The defendant now moves under R. 12(b)(6) to dismiss Mosher Steel from the proceedings on the grounds that the company as it now exists is an entirely separate entity from Mosher, Inc., the employer at the time of plaintiff’s discharge and the company which was named in the complaint filed with the EEOC. The defendant further contends that plaintiff’s § 1981 action is barred by the statute of limitations and also should be dismissed. The plaintiff seeks to join Trinity Industries and Mosher, Inc. as defendants. For the reasons set forth below, the Defendant’s First Amended Motion to Dismiss is denied and the Plaintiff’s Motion to Amend Original Complaint so as to join Trinity Industries, Inc., and Mosher, Inc. is granted.

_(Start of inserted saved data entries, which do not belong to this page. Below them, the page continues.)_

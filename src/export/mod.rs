//! Human-readable renderings of generated boards.

pub mod visualizer;

pub use visualizer::render_board;
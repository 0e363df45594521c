//! CoreBoard Web Server Binary
//!
//! This binary starts the CoreBoard web server that provides a REST API
//! for generating core vocabulary boards.
//!
//! # Usage
//!
//! ```bash
//! # Start with default settings (port 3001, config from ~/.config/CoreBoard/)
//! coreboard-web
//!
//! # Specify port and configuration file
//! coreboard-web --port 8080 --config ./coreboard.toml
//! ```

use std::net::SocketAddr;
use std::path::PathBuf;

use anyhow::Context;
use clap::Parser;
use tracing::info;
use tracing_subscriber::{layer::SubscriberExt, util::SubscriberInitExt};

use coreboard::config::Config;
use coreboard::web;

/// CoreBoard Web Server - REST API for core board generation
#[derive(Parser, Debug)]
#[command(author, version, about, long_about = None)]
struct Args {
    /// Port to listen on
    #[arg(short, long, default_value = "3001")]
    port: u16,

    /// Host to bind to
    #[arg(long, default_value = "127.0.0.1")]
    host: String,

    /// Configuration file.
    /// Defaults to the platform-specific config directory:
    /// - Linux: ~/.config/CoreBoard/config.toml
    /// - macOS: ~/Library/Application Support/CoreBoard/config.toml
    /// - Windows: %APPDATA%\CoreBoard\config.toml
    #[arg(short, long, value_name = "FILE")]
    config: Option<PathBuf>,

    /// Enable verbose logging
    #[arg(short, long)]
    verbose: bool,
}

#[tokio::main]
async fn main() -> anyhow::Result<()> {
    let args = Args::parse();

    // Initialize tracing
    let filter = if args.verbose { "debug" } else { "info" };
    tracing_subscriber::registry()
        .with(
            tracing_subscriber::EnvFilter::try_from_default_env().unwrap_or_else(|_| filter.into()),
        )
        .with(tracing_subscriber::fmt::layer())
        .init();

    let config = match &args.config {
        Some(path) => Config::load_from(path),
        None => Config::load(),
    }
    .context("Failed to load configuration")?;

    info!(
        "Word service: {} ({}), symbols: {}",
        config.llm.endpoint, config.llm.model, config.symbols.symbol_set
    );

    // Build socket address
    let addr: SocketAddr = format!("{}:{}", args.host, args.port).parse()?;

    // Start the server
    web::run_server(config, addr).await
}
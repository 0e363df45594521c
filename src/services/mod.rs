//! Service layer for board generation.
//!
//! The pure core (allocation, combination, layout, assembly) lives beside
//! the async services that drive the word generator and pictogram resolver.

pub mod allocator;
pub mod assembler;
pub mod combiner;
pub mod core_board;
pub mod layout_engine;
pub mod suggestions;

// Re-export commonly used types and functions
pub use allocator::{allocate, CategorySlotAllocation, SlotAllocations};
pub use assembler::{board_id, BoardAssembler};
pub use combiner::{combine, DedupPolicy};
pub use core_board::{CoreBoardRequest, CoreBoardService, GeneratedBoard, GenerationSettings};
pub use layout_engine::{layout, LayoutReport, RegionTrace};
pub use suggestions::{Suggestion, SuggestionService};
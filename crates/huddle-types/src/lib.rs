pub mod codes;
pub mod events;
pub mod models;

DEFENDANT’S MOTION TO DISMISS
Defendant’s basic assertion in support of its motion to dismiss is that no charge of discrimination was filed with the EEOC against Trinity Industries or its subsidiary and that plaintiff therefore has no cause of action under Title VII.
An individual is required to meet only two jurisdictional requirements in order to maintain a suit under Title VII: (1) the timely filing of a charge of employment discrimination with the EEOC, and (2) the filing of suit by plaintiffs within the statutory time period after receiving a right to sue letter from the EEOC. McDonnell Douglas Corp. v. Green, 411 U.S. 792, 798, 93 S.Ct. 1817, 36 L.Ed.2d 668 (1973). Plaintiff here has thus done all that he was required to do or could have done in view of the very strict time limitations of Title VII. In formulating the notice requirement Congress could only have intended that an employee be required to name those who were known to him and who could have been charged within the period of limitation. MacMillan v. Bloedel Containers, Inc., 503 F.2d 1086 (6th Cir. 1974). Secondly, failure to hold Trinity or the “new” Mosher Steel liable as successor corporations could defeat the purpose of Title VII and leave the plaintiff without relief. As stated
in MacMillan v. Bloedel Containers,
supra:
Failure to hold a successor [corporation] liable for the discriminatory practices ' of its predecessor could emasculate the relief provisions of Title VII by leaving the discriminatee without a remedy or with an incomplete remedy. In the case where the predecessor company no longer had any assets, monetary relief would be precluded. Such a result could encourage evasion in the guise of corporate transfers of ownership. Similarly, where relief involved . reinstatement . . . only a successor could provide it.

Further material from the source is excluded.